Few of Clarke’s public ventures have gone smoothly, and a number of critics have risen in their wake. 

The state of Ohio opposed the sale of Westmoreland coal assets to Clarke when they went before the bankruptcy judge, arguing that Clarke and his wife, Ana, did not appear to have the money to support reclamation associated with those sites. 

In March, the Sierra Club asked a U.S. district court judge in West Virginia to force Clarke to pay $6 million that the environmental groups claim he has failed to pay – payments to an environmental nonprofit that were part of a settlement agreement for coal-polluted waterways in Appalachia. 

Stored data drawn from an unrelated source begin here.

//! Per-address connection attempt limiter
//!
//! Each address gets a counting window. The counter is incremented on every
//! attempt and the attempt is rejected once it exceeds the threshold. Peers
//! that keep hammering past `threshold + GRACE_ATTEMPTS` have their window
//! start pushed forward, so the block outlives the original window.

use gatehouse_common::{GatehouseError, Result};
use parking_lot::RwLock;
use std::collections::HashMap;
use std::net::IpAddr;
use std::time::{Duration, Instant};
use tracing::{debug, warn};

/// Attempts beyond the threshold tolerated before the window is extended
const GRACE_ATTEMPTS: u32 = 10;

/// Window extension per attempt once past the grace
const PENALTY_STEP: Duration = Duration::from_secs(1);

#[derive(Debug, Clone, Copy)]
struct AttemptWindow {
    count: u32,
    window_start: Instant,
}

#[derive(Debug, Clone, Copy, PartialEq, Eq)]
pub enum FloodVerdict {
    Admit,
    Reject { attempts: u32 },
}

impl FloodVerdict {
    /// A rejection becomes `RateLimited` for `ip`
    pub fn into_result(self, ip: IpAddr) -> Result<()> {
        match self {
            FloodVerdict::Admit => Ok(()),
            FloodVerdict::Reject { attempts } => Err(GatehouseError::RateLimited(format!(
                "{} connection attempts from {} inside the flood window",
                attempts, ip
            ))),
        }
    }
}

#[derive(Debug)]
pub struct FloodGuard {
    threshold: u32,
    window: Duration,
    attempts: RwLock<HashMap<IpAddr, AttemptWindow>>,
}

impl FloodGuard {
    /// A zero threshold disables the guard
    pub fn new(threshold: u32, window: Duration) -> Self {
        Self {
            threshold,
            window,
            attempts: RwLock::new(HashMap::new()),
        }
    }

    pub fn is_enabled(&self) -> bool {
        self.threshold > 0
    }

    /// Record an attempt from `ip` and decide whether to serve it
    pub fn check(&self, ip: IpAddr) -> FloodVerdict {
        self.check_at(ip, Instant::now())
    }

    fn check_at(&self, ip: IpAddr, now: Instant) -> FloodVerdict {
        if !self.is_enabled() {
            return FloodVerdict::Admit;
        }

        let mut attempts = self.attempts.write();
        let entry = attempts.entry(ip).or_insert(AttemptWindow {
            count: 0,
            window_start: now,
        });

        // an expired window starts over
        if now.saturating_duration_since(entry.window_start) >= self.window {
            *entry = AttemptWindow {
                count: 0,
                window_start: now,
            };
        }

        entry.count = entry.count.saturating_add(1);
        if entry.count <= self.threshold {
            return FloodVerdict::Admit;
        }

        if entry.count > self.threshold.saturating_add(GRACE_ATTEMPTS) {
            entry.window_start += PENALTY_STEP;
            debug!(peer = %ip, attempts = entry.count, "Extending flood window");
        }
        if entry.count == self.threshold + 1 {
            warn!(peer = %ip, threshold = self.threshold, "Connection flood detected");
        }
        FloodVerdict::Reject {
            attempts: entry.count,
        }
    }

    /// Forget addresses whose window has expired
    pub fn purge_stale(&self) -> usize {
        self.purge_stale_at(Instant::now())
    }

    fn purge_stale_at(&self, now: Instant) -> usize {
        // cheap read first; the accept loop calls this on every cycle
        let any_stale = self
            .attempts
            .read()
            .values()
            .any(|w| now.saturating_duration_since(w.window_start) >= self.window);
        if !any_stale {
            return 0;
        }

        let mut attempts = self.attempts.write();
        let before = attempts.len();
        attempts.retain(|_, w| now.saturating_duration_since(w.window_start) < self.window);
        before - attempts.len()
    }

    /// Number of tracked addresses
    pub fn tracked(&self) -> usize {
        self.attempts.read().len()
    }
}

Clarke also ran into trouble in the iron ore business in Minnesota, picking up assets from a bankruptcy in 2016. He was later booted from his role as an executive in the iron ore companies, ERP Iron Ore and Chippewa Capital Partners, at the insistence of the other investors, according to reporting at the time from Business North, a Minnesota business news publication based in Duluth. 

In a previous interview with the Star-Tribune, Clarke said that the iron ore experience was a lesson learned concerning with whom to partner. 

With the Kemmerer acquisition in limbo, Clarke argued that he is like a bride left standing at the altar. However, he said he is still willing to negotiate with the mine’s debtors. His style is in part a social one, making connections locally in Kemmerer, he said. 

“For the sake of the miners and the community, I hope, if not me, they find somebody else. But there are not too many people left,” he said. “There are people that are like ‘Write me a check and we’ll take over,’ but real mining companies? You’re not going to find Arch or Peabody coming [out there].”